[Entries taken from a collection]
* * * * * * *

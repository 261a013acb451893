//! CLI module for the knowledge search tools
//!
//! Every subcommand runs against the in-memory host seeded from the
//! configured catalog:
//! - `search`: run `search_knowledge`
//! - `list`: run `list_available_knowledge_bases`
//! - `specs`: print the function-calling specs
//! - `call`: dispatch a raw tool call
//!
//! Tool results go to stdout; progress events are printed to stderr as JSON
//! lines.

pub mod call;
pub mod host;
pub mod list;
pub mod search;
pub mod specs;

use clap::{Parser, Subcommand};

/// Knowledge search tools - search and list organizational knowledge bases
#[derive(Parser)]
#[command(name = "kb-search-tools")]
#[command(version, about, long_about = None)]
pub struct Cli {
    /// Catalog file seeding the in-memory host (overrides config)
    #[arg(long, global = true)]
    pub catalog: Option<String>,

    #[command(subcommand)]
    pub command: Command,
}

#[derive(Subcommand)]
pub enum Command {
    /// Search knowledge bases
    Search(search::SearchArgs),

    /// List knowledge bases visible to a user
    List(list::ListArgs),

    /// Print tool specs as JSON
    Specs,

    /// Invoke a tool by name with JSON arguments
    Call(call::CallArgs),
}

* * * * * * *

Work to be completed:
Every line of the data above should be reproduced word for word.

Reply to the exercise:
repository 261a013acb451893
//! CLI module for the knowledge search tools
//!
//! Every subcommand runs against the in-memory host seeded from the
//! configured catalog:
//! - `search`: run `search_knowledge`
//! - `list`: run `list_available_knowledge_bases`
//! - `specs`: print the function-calling specs
//! - `call`: dispatch a raw tool call
//!
//! Tool results go to stdout; progress events are printed to stderr as JSON
//! lines.

pub mod call;
pub mod host;
pub mod list;
pub mod search;
pub mod specs;

use clap::{Parser, Subcommand};

/// Knowledge search tools - search and list organizational knowledge bases
#[derive(Parser)]
#[command(name = "kb-search-tools")]
#[command(version, about, long_about = None)]
pub struct Cli {
    /// Catalog file seeding the in-memory host (overrides config)
    #[arg(long, global = true)]
    pub catalog: Option<String>,

    #[command(subcommand)]
    pub command: Command,
}

#[derive(Subcommand)]
pub enum Command {
    /// Search knowledge bases
    Search(search::SearchArgs),

    /// List knowledge bases visible to a user
    List(list::ListArgs),

    /// Print tool specs as JSON
    Specs,

    /// Invoke a tool by name with JSON arguments
    Call(call::CallArgs),
}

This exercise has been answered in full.